## PROBLEM STATEMENT
Look through the lines of the material and count those containing "false". Give that count alone.

## EXERCISE MATERIALS
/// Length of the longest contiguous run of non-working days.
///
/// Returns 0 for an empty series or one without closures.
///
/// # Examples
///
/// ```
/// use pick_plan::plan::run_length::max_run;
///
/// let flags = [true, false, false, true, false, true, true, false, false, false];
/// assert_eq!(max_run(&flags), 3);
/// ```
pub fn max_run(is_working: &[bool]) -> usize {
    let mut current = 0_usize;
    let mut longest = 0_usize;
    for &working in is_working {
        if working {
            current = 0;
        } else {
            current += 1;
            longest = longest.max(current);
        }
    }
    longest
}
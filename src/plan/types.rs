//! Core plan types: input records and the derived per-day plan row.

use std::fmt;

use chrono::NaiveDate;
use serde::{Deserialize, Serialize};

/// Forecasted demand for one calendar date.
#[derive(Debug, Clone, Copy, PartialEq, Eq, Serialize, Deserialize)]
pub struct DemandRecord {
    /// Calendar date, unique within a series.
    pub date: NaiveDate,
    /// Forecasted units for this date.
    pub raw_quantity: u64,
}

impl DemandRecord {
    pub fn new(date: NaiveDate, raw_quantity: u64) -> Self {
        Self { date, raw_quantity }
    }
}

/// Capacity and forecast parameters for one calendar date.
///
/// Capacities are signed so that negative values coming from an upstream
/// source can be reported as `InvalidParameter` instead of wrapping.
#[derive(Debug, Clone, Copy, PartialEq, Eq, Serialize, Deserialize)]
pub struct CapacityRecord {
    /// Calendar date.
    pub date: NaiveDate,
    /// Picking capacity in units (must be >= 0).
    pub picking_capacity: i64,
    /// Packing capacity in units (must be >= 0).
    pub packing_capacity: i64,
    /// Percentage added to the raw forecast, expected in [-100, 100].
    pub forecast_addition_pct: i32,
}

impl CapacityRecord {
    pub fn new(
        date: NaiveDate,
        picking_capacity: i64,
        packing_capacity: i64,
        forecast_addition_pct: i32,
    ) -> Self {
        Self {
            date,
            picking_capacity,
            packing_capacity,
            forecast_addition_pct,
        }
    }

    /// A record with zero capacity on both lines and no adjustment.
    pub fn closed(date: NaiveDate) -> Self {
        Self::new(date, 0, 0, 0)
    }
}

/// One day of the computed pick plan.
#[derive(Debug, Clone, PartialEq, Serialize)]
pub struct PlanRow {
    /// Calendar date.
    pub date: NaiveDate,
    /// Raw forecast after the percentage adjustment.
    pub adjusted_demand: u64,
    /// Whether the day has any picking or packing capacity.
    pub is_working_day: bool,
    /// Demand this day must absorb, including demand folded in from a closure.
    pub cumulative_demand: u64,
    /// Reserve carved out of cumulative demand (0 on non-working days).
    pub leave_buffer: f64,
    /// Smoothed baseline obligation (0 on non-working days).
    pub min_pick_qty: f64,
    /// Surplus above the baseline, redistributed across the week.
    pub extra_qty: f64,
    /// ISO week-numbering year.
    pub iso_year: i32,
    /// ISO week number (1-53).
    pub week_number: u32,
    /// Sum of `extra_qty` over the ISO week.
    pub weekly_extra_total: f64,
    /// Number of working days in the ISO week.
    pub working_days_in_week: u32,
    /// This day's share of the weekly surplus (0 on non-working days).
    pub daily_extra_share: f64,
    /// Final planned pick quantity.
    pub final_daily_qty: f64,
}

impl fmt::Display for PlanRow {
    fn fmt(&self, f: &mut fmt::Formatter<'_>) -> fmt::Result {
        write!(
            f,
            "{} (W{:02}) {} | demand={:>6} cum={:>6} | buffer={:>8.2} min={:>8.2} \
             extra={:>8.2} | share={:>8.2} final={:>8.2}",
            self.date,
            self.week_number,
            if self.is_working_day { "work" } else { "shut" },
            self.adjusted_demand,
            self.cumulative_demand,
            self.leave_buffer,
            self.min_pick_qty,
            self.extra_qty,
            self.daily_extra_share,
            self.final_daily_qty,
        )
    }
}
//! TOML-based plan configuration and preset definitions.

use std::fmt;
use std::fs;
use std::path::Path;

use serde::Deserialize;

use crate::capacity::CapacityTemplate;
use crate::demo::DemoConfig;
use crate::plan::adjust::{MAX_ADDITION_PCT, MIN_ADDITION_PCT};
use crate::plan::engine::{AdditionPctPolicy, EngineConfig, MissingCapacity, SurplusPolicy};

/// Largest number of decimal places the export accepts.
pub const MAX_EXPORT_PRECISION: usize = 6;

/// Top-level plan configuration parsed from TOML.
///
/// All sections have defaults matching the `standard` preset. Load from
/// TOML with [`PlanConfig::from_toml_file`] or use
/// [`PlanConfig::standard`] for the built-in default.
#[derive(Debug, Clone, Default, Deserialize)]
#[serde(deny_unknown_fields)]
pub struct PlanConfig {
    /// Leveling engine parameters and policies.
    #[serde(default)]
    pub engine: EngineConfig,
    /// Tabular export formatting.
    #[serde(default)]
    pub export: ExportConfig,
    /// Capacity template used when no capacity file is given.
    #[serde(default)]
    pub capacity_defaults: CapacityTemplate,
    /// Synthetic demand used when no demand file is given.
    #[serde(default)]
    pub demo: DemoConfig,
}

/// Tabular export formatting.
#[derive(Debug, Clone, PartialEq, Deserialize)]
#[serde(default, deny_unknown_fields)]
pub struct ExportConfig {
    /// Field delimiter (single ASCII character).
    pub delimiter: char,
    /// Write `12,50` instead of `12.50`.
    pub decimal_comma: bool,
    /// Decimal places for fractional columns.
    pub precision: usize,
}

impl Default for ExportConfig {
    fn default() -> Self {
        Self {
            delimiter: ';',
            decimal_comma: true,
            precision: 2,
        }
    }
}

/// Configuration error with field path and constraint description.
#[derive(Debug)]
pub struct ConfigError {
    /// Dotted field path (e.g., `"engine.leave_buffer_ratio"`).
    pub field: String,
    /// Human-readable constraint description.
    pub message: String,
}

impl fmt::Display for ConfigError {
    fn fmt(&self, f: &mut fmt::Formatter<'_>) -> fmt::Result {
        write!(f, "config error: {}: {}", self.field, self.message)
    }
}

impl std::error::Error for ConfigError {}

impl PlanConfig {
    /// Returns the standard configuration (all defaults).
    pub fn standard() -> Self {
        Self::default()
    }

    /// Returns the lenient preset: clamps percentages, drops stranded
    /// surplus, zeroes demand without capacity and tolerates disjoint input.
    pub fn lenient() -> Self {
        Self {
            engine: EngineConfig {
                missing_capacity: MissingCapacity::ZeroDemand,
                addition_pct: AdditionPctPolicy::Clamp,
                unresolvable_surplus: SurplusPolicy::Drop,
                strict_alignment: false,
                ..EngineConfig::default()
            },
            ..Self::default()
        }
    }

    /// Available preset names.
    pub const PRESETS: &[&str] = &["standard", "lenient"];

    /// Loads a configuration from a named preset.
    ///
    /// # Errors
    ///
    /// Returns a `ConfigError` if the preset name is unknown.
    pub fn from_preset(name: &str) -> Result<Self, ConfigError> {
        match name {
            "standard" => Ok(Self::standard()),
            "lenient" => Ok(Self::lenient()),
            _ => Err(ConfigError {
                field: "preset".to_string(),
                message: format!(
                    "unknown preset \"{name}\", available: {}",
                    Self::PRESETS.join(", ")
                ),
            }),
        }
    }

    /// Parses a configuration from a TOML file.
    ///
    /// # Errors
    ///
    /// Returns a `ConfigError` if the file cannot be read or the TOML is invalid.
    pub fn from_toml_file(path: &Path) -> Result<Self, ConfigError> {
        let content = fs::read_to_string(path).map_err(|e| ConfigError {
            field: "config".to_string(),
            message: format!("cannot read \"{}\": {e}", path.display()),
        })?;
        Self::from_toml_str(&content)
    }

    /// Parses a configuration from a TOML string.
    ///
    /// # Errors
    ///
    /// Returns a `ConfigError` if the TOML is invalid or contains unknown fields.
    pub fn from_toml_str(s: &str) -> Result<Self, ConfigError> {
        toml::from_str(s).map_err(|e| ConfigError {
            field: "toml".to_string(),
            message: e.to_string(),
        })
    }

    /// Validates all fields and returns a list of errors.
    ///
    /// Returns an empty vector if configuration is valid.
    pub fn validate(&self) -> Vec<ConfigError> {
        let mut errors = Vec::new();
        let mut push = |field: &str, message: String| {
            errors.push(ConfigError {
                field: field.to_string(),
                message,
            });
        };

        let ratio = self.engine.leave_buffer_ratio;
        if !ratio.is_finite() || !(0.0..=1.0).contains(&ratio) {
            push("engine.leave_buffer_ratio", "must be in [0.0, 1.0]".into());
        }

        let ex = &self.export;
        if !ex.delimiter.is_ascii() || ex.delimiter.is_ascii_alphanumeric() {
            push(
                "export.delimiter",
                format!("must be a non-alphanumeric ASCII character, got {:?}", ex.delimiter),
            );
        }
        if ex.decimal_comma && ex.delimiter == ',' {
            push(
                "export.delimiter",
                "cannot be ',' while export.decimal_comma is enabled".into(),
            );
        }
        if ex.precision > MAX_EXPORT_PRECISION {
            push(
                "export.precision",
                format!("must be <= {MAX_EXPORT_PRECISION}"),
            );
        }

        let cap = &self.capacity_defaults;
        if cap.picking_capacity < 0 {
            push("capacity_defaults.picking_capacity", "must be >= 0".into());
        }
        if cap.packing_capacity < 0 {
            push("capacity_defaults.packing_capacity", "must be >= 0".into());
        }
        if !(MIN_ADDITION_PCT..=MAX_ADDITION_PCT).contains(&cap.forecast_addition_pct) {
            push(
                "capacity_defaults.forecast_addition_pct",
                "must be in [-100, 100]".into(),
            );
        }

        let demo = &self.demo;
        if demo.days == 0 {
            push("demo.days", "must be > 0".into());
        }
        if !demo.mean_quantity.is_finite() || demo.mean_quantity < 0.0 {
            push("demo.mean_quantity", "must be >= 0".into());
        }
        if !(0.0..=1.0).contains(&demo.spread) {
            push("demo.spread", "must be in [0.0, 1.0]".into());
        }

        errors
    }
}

## ANSWER FOR THIS EXERCISE
2